Collected data entries:
Content starts

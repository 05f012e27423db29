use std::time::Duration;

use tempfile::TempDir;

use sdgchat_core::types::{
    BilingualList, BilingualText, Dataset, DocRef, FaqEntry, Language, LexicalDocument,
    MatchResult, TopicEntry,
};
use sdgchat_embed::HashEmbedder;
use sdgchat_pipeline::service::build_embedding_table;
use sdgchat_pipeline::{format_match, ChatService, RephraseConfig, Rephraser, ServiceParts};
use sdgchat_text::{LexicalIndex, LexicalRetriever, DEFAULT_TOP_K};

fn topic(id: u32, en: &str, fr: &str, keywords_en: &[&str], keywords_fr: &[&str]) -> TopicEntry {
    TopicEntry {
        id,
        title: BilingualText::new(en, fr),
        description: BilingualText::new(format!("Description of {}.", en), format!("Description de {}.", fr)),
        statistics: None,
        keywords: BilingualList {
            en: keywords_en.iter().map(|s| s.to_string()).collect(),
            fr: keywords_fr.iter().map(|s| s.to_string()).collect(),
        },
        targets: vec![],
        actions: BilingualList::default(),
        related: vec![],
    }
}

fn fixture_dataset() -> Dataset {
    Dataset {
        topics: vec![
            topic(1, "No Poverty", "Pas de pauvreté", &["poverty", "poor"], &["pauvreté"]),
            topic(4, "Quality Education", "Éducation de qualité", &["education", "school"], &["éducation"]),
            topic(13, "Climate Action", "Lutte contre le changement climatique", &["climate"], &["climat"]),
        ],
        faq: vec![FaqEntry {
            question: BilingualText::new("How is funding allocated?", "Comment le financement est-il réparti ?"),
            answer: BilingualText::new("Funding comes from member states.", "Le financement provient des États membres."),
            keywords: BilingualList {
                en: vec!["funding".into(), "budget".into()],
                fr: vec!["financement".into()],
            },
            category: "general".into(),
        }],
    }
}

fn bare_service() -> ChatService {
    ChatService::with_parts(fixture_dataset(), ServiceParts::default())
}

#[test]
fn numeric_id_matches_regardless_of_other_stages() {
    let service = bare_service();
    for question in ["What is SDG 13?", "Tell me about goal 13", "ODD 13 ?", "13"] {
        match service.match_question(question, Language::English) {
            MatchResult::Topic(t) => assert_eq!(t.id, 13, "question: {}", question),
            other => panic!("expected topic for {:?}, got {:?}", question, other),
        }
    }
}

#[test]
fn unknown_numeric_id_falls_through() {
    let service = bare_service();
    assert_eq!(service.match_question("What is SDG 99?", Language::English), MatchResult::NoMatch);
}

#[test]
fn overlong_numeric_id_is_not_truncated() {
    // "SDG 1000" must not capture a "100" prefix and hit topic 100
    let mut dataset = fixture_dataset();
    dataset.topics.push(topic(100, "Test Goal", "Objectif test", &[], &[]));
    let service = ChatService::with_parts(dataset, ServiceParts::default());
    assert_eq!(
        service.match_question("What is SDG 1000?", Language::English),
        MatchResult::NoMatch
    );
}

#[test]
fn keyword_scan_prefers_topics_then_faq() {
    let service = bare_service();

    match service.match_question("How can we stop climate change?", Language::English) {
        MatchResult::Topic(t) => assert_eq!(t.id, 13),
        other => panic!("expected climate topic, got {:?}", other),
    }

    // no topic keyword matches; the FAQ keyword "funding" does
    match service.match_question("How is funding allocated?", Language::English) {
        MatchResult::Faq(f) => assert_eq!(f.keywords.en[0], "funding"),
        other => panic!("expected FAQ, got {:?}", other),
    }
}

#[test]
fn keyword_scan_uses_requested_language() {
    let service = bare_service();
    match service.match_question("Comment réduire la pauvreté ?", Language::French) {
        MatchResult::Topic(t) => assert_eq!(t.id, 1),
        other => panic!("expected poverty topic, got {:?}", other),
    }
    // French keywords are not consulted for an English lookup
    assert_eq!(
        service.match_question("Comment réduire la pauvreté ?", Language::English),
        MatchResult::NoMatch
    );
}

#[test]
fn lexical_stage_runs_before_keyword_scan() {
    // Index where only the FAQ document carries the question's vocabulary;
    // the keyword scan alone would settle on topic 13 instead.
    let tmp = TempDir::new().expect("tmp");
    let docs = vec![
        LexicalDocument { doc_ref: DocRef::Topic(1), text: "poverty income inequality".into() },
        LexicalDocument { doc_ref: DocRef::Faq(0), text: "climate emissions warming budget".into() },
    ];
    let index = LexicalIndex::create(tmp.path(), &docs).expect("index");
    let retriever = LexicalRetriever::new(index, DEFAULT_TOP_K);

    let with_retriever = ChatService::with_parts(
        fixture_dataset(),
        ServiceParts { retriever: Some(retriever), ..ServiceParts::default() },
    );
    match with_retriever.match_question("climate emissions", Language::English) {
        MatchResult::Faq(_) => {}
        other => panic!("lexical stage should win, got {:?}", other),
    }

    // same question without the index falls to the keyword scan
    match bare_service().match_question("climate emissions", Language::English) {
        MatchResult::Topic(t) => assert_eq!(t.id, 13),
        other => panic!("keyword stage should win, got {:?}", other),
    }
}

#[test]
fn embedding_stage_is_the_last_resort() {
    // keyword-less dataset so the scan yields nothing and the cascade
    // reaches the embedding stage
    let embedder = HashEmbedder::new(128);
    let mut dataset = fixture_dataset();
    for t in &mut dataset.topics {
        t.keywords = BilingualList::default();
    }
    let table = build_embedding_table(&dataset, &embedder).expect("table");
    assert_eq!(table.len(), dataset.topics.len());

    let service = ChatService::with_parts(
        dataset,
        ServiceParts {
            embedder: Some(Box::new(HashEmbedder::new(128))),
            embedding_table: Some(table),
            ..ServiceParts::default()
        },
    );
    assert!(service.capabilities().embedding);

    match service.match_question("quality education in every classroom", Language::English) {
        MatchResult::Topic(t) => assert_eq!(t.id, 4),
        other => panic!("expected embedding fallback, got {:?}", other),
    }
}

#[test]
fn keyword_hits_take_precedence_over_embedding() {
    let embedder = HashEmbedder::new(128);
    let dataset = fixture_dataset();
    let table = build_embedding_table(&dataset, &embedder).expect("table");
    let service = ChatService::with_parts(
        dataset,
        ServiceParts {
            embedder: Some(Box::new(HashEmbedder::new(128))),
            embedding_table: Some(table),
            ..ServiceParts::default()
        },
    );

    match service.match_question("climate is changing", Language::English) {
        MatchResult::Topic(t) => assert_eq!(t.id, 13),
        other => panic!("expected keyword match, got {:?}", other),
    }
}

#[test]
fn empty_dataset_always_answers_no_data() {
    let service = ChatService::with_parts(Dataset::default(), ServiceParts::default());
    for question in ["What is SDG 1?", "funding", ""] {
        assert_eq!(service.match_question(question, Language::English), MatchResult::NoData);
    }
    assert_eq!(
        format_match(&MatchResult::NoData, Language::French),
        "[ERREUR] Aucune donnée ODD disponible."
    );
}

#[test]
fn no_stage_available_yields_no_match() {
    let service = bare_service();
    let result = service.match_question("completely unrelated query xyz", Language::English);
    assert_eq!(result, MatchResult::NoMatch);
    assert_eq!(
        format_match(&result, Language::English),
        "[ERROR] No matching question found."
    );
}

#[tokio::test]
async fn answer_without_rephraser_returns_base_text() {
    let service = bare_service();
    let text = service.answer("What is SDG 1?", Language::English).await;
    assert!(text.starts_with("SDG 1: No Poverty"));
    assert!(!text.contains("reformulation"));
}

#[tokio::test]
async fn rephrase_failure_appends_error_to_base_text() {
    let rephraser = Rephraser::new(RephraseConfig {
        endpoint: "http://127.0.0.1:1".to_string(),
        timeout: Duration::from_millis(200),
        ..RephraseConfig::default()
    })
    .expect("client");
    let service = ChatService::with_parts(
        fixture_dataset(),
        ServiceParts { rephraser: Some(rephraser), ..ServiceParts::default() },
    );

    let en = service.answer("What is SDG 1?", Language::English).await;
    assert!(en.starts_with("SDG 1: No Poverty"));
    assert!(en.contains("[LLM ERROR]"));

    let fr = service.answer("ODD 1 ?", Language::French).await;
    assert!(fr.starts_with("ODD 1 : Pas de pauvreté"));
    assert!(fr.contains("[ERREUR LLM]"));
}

Content ends

▸ Required action:
Starting at the first line of the entries above, please extract each line up to and including the line with "use sdgchat_pipeline::service::build_embedding_table;", unchanged, and add nothing.

▸ Completed exercise:
repository 05f012e27423db29
use std::time::Duration;

use tempfile::TempDir;

use sdgchat_core::types::{
    BilingualList, BilingualText, Dataset, DocRef, FaqEntry, Language, LexicalDocument,
    MatchResult, TopicEntry,
};
use sdgchat_embed::HashEmbedder;
use sdgchat_pipeline::service::build_embedding_table;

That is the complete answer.